- _ACTION ITEM_: Report back the lines in this listing that carry the string "println".

- _SOURCE MATERIAL_:
//! `chatshift workspaces` — discovered stores and what they hold.

use crate::commands::{OutputFormat, now_iso};
use crate::core::db;
use crate::core::error::ChatshiftError;
use crate::core::session;
use crate::core::store::SessionStore;
use clap::Parser;

#[derive(Parser, Debug)]
#[clap(name = "workspaces", about = "List workspace stores and their session counts.")]
pub struct WorkspacesCli {
    /// Output format for this command group.
    #[clap(long, value_enum, default_value = "text")]
    pub format: OutputFormat,
}

pub fn handle_workspaces_command(
    stores: &[SessionStore],
    cli: &WorkspacesCli,
) -> Result<(), ChatshiftError> {
    let mut items = Vec::with_capacity(stores.len());
    for store in stores {
        let conn = db::open_ro(&store.db_path)?;
        let array = session::read_session_array(&conn)?;
        items.push(serde_json::json!({
            "workspace": store.label(),
            "db_path": store.db_path.display().to_string(),
            "kind": if store.is_global() { "global" } else { "workspace" },
            "sessions": array.records.len(),
            "shape": array.shape.as_str(),
        }));
    }
    let out = serde_json::json!({
        "ts": now_iso(),
        "cmd": "workspaces",
        "status": "ok",
        "total": items.len(),
        "items": items,
    });

    match cli.format {
        OutputFormat::Json => println!("{}", serde_json::to_string_pretty(&out)?),
        OutputFormat::Text => {
            if stores.is_empty() {
                println!("No stores found.");
                return Ok(());
            }
            println!("Stores ({}):", stores.len());
            for item in out["items"].as_array().into_iter().flatten() {
                let workspace = item["workspace"].as_str().unwrap_or("?");
                let sessions = item["sessions"].as_u64().unwrap_or(0);
                let shape = item["shape"].as_str().unwrap_or("?");
                println!("- {} [{} sessions, {}]", workspace, sessions, shape);
            }
        }
    }
    Ok(())
}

- _ANSWER BELOW_:
        OutputFormat::Json => println!("{}", serde_json::to_string_pretty(&out)?),
                println!("No stores found.");
            println!("Stores ({}):", stores.len());
                println!("- {} [{} sessions, {}]", workspace, sessions, shape);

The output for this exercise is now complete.